Why the CDC ignored for years clear signals that its methodology for calculating prescription opioid overdose deaths was flawed is unknown. It seems like, even today, the CDC has no way of determining the actual number of prescription opioid overdose deaths each year. For more than a decade, the CDC’s erroneous reports of prescription opioid overdose deaths went unchallenged while being used by Congress and the Executive Branch as the justification for public policy. In just nine years, from 2012 to 2020, the federal government expended $261.3 billion for drug control [85]. It is estimated that the states spent at least as much, if not more, for the same purpose. The full effect of the CDC’s reporting failures as discussed herein may never be known. What is known is that the amount of money spent on drug control in the US has continued to increase along with the magnitude of the problem. An improved system that is responsive and accurate would likely produce better results. Moreover, it would generate less confounding scientific literature, which most of the time is based on US official data.

It should be noted that in 2021 (beginning October 1, 2020), CMS finalized clinical modifications to specifically identify poisonings by fentanyl or fentanyl analogs within the T40.4 coding category [86]. The same treatment was applied to poisonings by tramadol [86]. Unfortunately, these changes did nothing to remedy the IMF problem because they did not offer a specific coding definition for distinguishing illicit from licit fentanyl. Actually, they were responsible for misinformation appearing in the White House report [87]. Definitely, it is a difficult problem to fix.

Limitations

This narrative review has several limitations. Amongst others, the US situation, which was described in detail, was not compared with reports from the rest of the world. As previously stated, the huge majority of the scientific literature on this topic derives from US official data. The 117 nations that use the ICD for reporting mortality may experience similar limitations in the coding of drug-involved deaths. The CDC’s problem directly results from its use of the ICD codes to categorize drug-involved mortality.
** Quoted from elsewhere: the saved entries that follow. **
//! End-to-end chat pipeline: tool loops, emergency fallback, synthesis.

use std::sync::Arc;
use std::time::Duration;

use suite_gateway::services::chat::{ChatRequest, EMERGENCY_PROVIDER};
use suite_gateway::PipelineError;
use suite_gateway_llm::{FailureKind, Role, ToolCall, ToolCallMode};

use crate::support::*;

fn cso(h: &Harness) -> suite_gateway::config::ExecutiveConfig {
    h.state.config.executive("cso").cloned().unwrap()
}

#[tokio::test]
async fn test_all_providers_quota_exhausted_returns_emergency_report() {
    let providers: Vec<Arc<ScriptedProvider>> = ["gemini", "deepseek", "openrouter", "kimi"]
        .iter()
        .enumerate()
        .map(|(i, name)| Arc::new(ScriptedProvider::new(name, i as u32 + 1).always(Err(quota()))))
        .collect();
    let h = harness(providers.clone());

    let reply = h
        .state
        .pipeline
        .respond(&ctx(), &cso(&h), &ChatRequest::from_text("show mining stats"))
        .await
        .unwrap();

    assert_eq!(reply.provider, EMERGENCY_PROVIDER);
    assert_eq!(reply.confidence, Some(30));
    assert_eq!(reply.tool_calls_executed, 1);
    assert!(reply.response.contains("Mining Statistics"));
    assert!(reply.response.contains("1500"));
    assert_eq!(logged(&h.tool_log), vec!["get_mining_stats"]);
    assert!(providers.iter().all(|p| p.call_count() == 1));
}

#[tokio::test]
async fn test_two_tool_calls_run_in_order_and_feed_follow_up() {
    let provider = ScriptedProvider::new("gemini", 1)
        .then_tools(vec![
            ToolCall::new("call_a", "list_agents", "{}"),
            ToolCall::new("call_b", "list_tasks", "{}"),
        ])
        .then_text("Two agents are active and one task is open.");
    let provider = Arc::new(provider);
    let h = harness(vec![provider.clone()]);

    let reply = h
        .state
        .pipeline
        .respond(&ctx(), &cso(&h), &ChatRequest::from_text("what are agents doing?"))
        .await
        .unwrap();

    assert_eq!(reply.response, "Two agents are active and one task is open.");
    assert!(reply.has_tool_calls);
    assert_eq!(reply.tool_calls_executed, 2);
    assert_eq!(reply.confidence, Some(95));
    assert_eq!(logged(&h.tool_log), vec!["list_agents", "list_tasks"]);

    let calls = provider.calls();
    assert_eq!(calls.len(), 2);
    let follow_up = &calls[1].messages;
    let tool_ids: Vec<&str> = follow_up
        .iter()
        .filter(|m| m.role == Role::Tool)
        .filter_map(|m| m.tool_call_id.as_deref())
        .collect();
    assert_eq!(tool_ids, vec!["call_a", "call_b"]);
    let assistant = follow_up.iter().find(|m| m.has_tool_calls()).unwrap();
    assert_eq!(assistant.tool_calls.as_ref().unwrap().len(), 2);

    let audited: Vec<String> = h.audit.0.lock().unwrap().iter().map(|r| r.function_name.clone()).collect();
    assert_eq!(audited, vec!["list_agents", "list_tasks"]);
}

#[tokio::test]
async fn test_text_embedded_tool_call_is_executed() {
    let provider = Arc::new(
        ScriptedProvider::new("deepseek", 1)
            .then_text("Checking now.\n```tool_call\n{\"tool\": \"get_system_status\", \"arguments\": {}}\n```")
            .then_text("All 12 services are healthy."),
    );
    let h = harness(vec![provider.clone()]);

    let reply = h
        .state
        .pipeline
        .respond(&ctx(), &cso(&h), &ChatRequest::from_text("is everything up?"))
        .await
        .unwrap();

    assert_eq!(reply.response, "All 12 services are healthy.");
    assert_eq!(logged(&h.tool_log), vec!["get_system_status"]);
    let follow_up = &provider.calls()[1].messages;
    let last = follow_up.last().unwrap();
    assert_eq!(last.role, Role::User);
    assert!(last.content.contains("[Tool Result: get_system_status"));
    assert!(last.content.contains("healthy"));
}

#[tokio::test]
async fn test_native_calls_win_over_text_blocks() {
    let provider = ScriptedProvider::new("gemini", 1);
    let both = provider.result(
        Some("```tool_call\n{\"tool\": \"get_mining_stats\", \"arguments\": {}}\n```".to_string()),
        vec![ToolCall::new("call_1", "list_agents", "{}")],
    );
    let provider = Arc::new(provider.then(Ok(both)).then_text("done"));
    let h = harness(vec![provider]);

    h.state
        .pipeline
        .respond(&ctx(), &cso(&h), &ChatRequest::from_text("agents?"))
        .await
        .unwrap();
    assert_eq!(logged(&h.tool_log), vec!["list_agents"]);
}

#[tokio::test]
async fn test_follow_up_prefers_provider_that_answered() {
    let first = Arc::new(ScriptedProvider::new("gemini", 1).then(Err(server_error())).always(Err(server_error())));
    let second = Arc::new(
        ScriptedProvider::new("deepseek", 2)
            .then_tools(vec![ToolCall::new("c1", "get_mining_stats", "{}")])
            .then_text("Hashrate is 1500."),
    );
    let h = harness(vec![first.clone(), second.clone()]);

    let reply = h
        .state
        .pipeline
        .respond(&ctx(), &cso(&h), &ChatRequest::from_text("hashrate?"))
        .await
        .unwrap();

    assert_eq!(reply.provider, "deepseek");
    assert_eq!(first.call_count(), 1);
    assert_eq!(second.call_count(), 2);
    assert_eq!(second.calls()[1].options.prefer_provider.as_deref(), Some("deepseek"));
}

#[tokio::test]
async fn test_iteration_cap_synthesizes_from_results() {
    let provider = ScriptedProvider::new("gemini", 1);
    let looping = provider.tools(vec![ToolCall::generated("get_mining_stats", "{}")]);
    let provider = Arc::new(provider.always(Ok(looping)));
    let h = harness(vec![provider.clone()]);

    let reply = h
        .state
        .pipeline
        .respond(&ctx(), &cso(&h), &ChatRequest::from_text("mining?"))
        .await
        .unwrap();

    // Five loop turns plus one synthesis call.
    let calls = provider.calls();
    assert_eq!(calls.len(), 6);
    assert_eq!(calls[5].options.tool_call_mode, ToolCallMode::None);
    assert_eq!(reply.tool_calls_executed, 5);
    // The synthesis call produced no text, so the template answers.
    assert!(reply.response.starts_with("get_mining_stats: {"));
    assert_eq!(reply.provider, "gemini");
}

#[tokio::test]
async fn test_exhaustion_after_tools_uses_template() {
    let provider = Arc::new(
        ScriptedProvider::new("gemini", 1)
            .then_tools(vec![ToolCall::new("c1", "list_tasks", "{}")])
            .always(Err(quota())),
    );
    let h = harness(vec![provider.clone()]);

    let reply = h
        .state
        .pipeline
        .respond(&ctx(), &cso(&h), &ChatRequest::from_text("tasks?"))
        .await
        .unwrap();

    assert!(reply.response.contains("list_tasks: "));
    assert!(reply.response.contains("rotate keys"));
    assert_ne!(reply.provider, EMERGENCY_PROVIDER);
    // Loop turn, failed follow-up; the quota-exhausted provider is not asked to synthesize.
    assert_eq!(provider.call_count(), 2);
}

#[tokio::test]
async fn test_execute_python_without_code_returns_learning_point() {
    let h = harness(vec![Arc::new(ScriptedProvider::new("gemini", 1))]);
    let result = h
        .state
        .pipeline
        .executor()
        .execute(&ctx(), &ToolCall::generated("execute_python", r#"{"purpose": "sum"}"#))
        .await;

    assert!(!result.success);
    let hint = result.learning_point.unwrap();
    assert!(hint.contains("code"));
    assert!(hint.contains("purpose"));
    assert!(logged(&h.tool_log).is_empty());
}

#[tokio::test]
async fn test_no_credentials_is_a_hard_failure() {
    let provider = Arc::new(ScriptedProvider::new("gemini", 1).then_text("never"));
    let h = harness_with(test_config(), vec![provider.clone()], StaticKeys::none());

    let err = h
        .state
        .pipeline
        .respond(&ctx(), &cso(&h), &ChatRequest::from_text("hi"))
        .await
        .unwrap_err();
    assert!(matches!(err, PipelineError::NoCredentials));
    assert_eq!(provider.call_count(), 0);
}

#[tokio::test]
async fn test_session_credentials_unlock_provider() {
    let provider = Arc::new(ScriptedProvider::new("gemini", 1).then_text("hello there"));
    let h = harness_with(test_config(), vec![provider], StaticKeys::none());

    let mut request = ChatRequest::from_text("hi");
    request
        .session_credentials
        .insert("gemini".to_string(), "user-key".to_string());
    let ctx = ctx().with_session_credentials(request.session_credentials.clone());

    let reply = h.state.pipeline.respond(&ctx, &cso(&h), &request).await.unwrap();
    assert_eq!(reply.response, "hello there");
}

#[tokio::test]
async fn test_outer_timeout_returns_emergency_report() {
    let mut config = test_config();
    config.server.request_timeout_ms = 100;
    let provider = Arc::new(
        ScriptedProvider::new("gemini", 1)
            .with_delay(Duration::from_secs(2))
            .then_text("too late"),
    );
    let h = harness_with(config, vec![provider], StaticKeys::all());

    let reply = h
        .state
        .pipeline
        .respond(&ctx(), &cso(&h), &ChatRequest::from_text("system health?"))
        .await
        .unwrap();
    assert_eq!(reply.provider, EMERGENCY_PROVIDER);
    assert!(reply.response.contains("System Status"));
}

#[tokio::test]
async fn test_emergency_disabled_surfaces_classified_error() {
    let mut config = test_config();
    config.pipeline.emergency_fallback = false;
    let h = harness_with(
        config,
        vec![
            Arc::new(ScriptedProvider::new("a", 1).always(Err(quota()))),
            Arc::new(ScriptedProvider::new("b", 2).always(Err(rate_limited()))),
        ],
        StaticKeys::all(),
    );

    let err = h
        .state
        .pipeline
        .respond(&ctx(), &cso(&h), &ChatRequest::from_text("hi"))
        .await
        .unwrap_err();
    assert_eq!(err.kind(), Some(FailureKind::RateLimited));
}

#[tokio::test]
async fn test_fallback_step_lowers_confidence() {
    let h = harness(vec![
        Arc::new(ScriptedProvider::new("a", 1).always(Err(server_error()))),
        Arc::new(ScriptedProvider::new("b", 2).then_text("answer from b")),
    ]);
    let reply = h
        .state
        .pipeline
        .respond(&ctx(), &cso(&h), &ChatRequest::from_text("hi"))
        .await
        .unwrap();
    assert_eq!(reply.provider, "b");
    assert_eq!(reply.confidence, Some(85));
}

#[tokio::test]
async fn test_rate_limited_follow_up_skips_synthesis_call() {
    let provider = Arc::new(
        ScriptedProvider::new("gemini", 1)
            .then_tools(vec![ToolCall::new("c1", "list_tasks", "{}")])
            .then(Err(rate_limited()))
            .then_text("synthesized answer"),
    );
    let h = harness(vec![provider.clone()]);

    let reply = h
        .state
        .pipeline
        .respond(&ctx(), &cso(&h), &ChatRequest::from_text("tasks?"))
        .await
        .unwrap();

    assert_eq!(provider.call_count(), 2);
    assert!(reply.response.starts_with("list_tasks: "));
    assert_ne!(reply.response, "synthesized answer");
}

#[tokio::test]
async fn test_rate_limited_provider_is_not_retried_on_follow_up() {
    let limited = Arc::new(
        ScriptedProvider::new("gemini", 1)
            .then(Err(rate_limited()))
            .then_text("should not be asked again"),
    );
    let healthy = Arc::new(
        ScriptedProvider::new("deepseek", 2)
            .then_tools(vec![ToolCall::new("c1", "get_mining_stats", "{}")])
            .then_text("Hashrate is 1500."),
    );
    let h = harness(vec![limited.clone(), healthy.clone()]);

    let reply = h
        .state
        .pipeline
        .respond(&ctx(), &cso(&h), &ChatRequest::from_text("hashrate?"))
        .await
        .unwrap();

    assert_eq!(reply.response, "Hashrate is 1500.");
    assert_eq!(limited.call_count(), 1);
    assert_eq!(healthy.call_count(), 2);
    assert_eq!(healthy.calls()[1].options.exclude_providers, vec!["gemini".to_string()]);
}

#[tokio::test]
async fn test_announced_action_after_tools_is_a_final_answer() {
    let answer = "Hashrate is 1500 H/s. I'll check the payout again tomorrow.";
    let provider = ScriptedProvider::new("gemini", 1);
    let closing = provider.text(answer);
    let provider = Arc::new(
        provider
            .then_tools(vec![ToolCall::new("c1", "get_mining_stats", "{}")])
            .always(Ok(closing)),
    );
    let h = harness(vec![provider.clone()]);

    let reply = h
        .state
        .pipeline
        .respond(&ctx(), &cso(&h), &ChatRequest::from_text("how is mining?"))
        .await
        .unwrap();

    assert_eq!(reply.response, answer);
    assert_eq!(reply.tool_calls_executed, 1);
    assert_eq!(logged(&h.tool_log), vec!["get_mining_stats"]);
    assert_eq!(provider.call_count(), 2);
}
Presumably, any other country presently using the same ICD system and encountering counterfeit opioids or benzodiazepines (mostly alprazolam), or using methadone for opiate addiction treatment by administration/dispensing-only (not by prescription except for pain treatment) – would obviously encounter the same problems as the CDC unless, that is, they used more sensitive reporting elements to properly identify drug deaths by specific drugs rather than general categories. The CDC has begun to do this but only from about 2016 when it discovered the error caused by including IMF in its compilation of prescription opioid overdose deaths. Considering that in other countries too, the official data are prevalently based on ICD, it would be important (and interesting) to compare most of the aspects of the cross-pollination, and its influence on the local political and social choices.

Conclusions

The CDC’s problems in reporting drug-involved mortality begin with the source data. Drug-involved overdose deaths pose a unique problem for medical examiners and coroners because of the unavoidable delay in receiving postmortem toxicology results. We found that this problem is not unique to drug overdose deaths, and problems involving deaths caused by other causes/diseases affecting the accuracy of death certificates are also common. The recent pandemic has raised additional questions as to how nations interpret WHO guidelines in recording COVID-19 mortality. 

Why it took more than a decade and several problems before the CDC was finally called to task to answer questions about the issues addressed in this paper is not yet entirely clear. The CDC’s solution for addressing the IMF problem was not a solution at all but simply a way to produce a smaller inaccurate number. Prescription drug abuse remains a national crisis and prescription opioids taken for non-therapeutic purposes contribute to tens of thousands of overdose deaths every year. Reducing drug-involved mortality will likely elude us until we have trustworthy systems that provide reliable data unobscured by antiquated algorithms and codes better suited to conditions of a bygone era.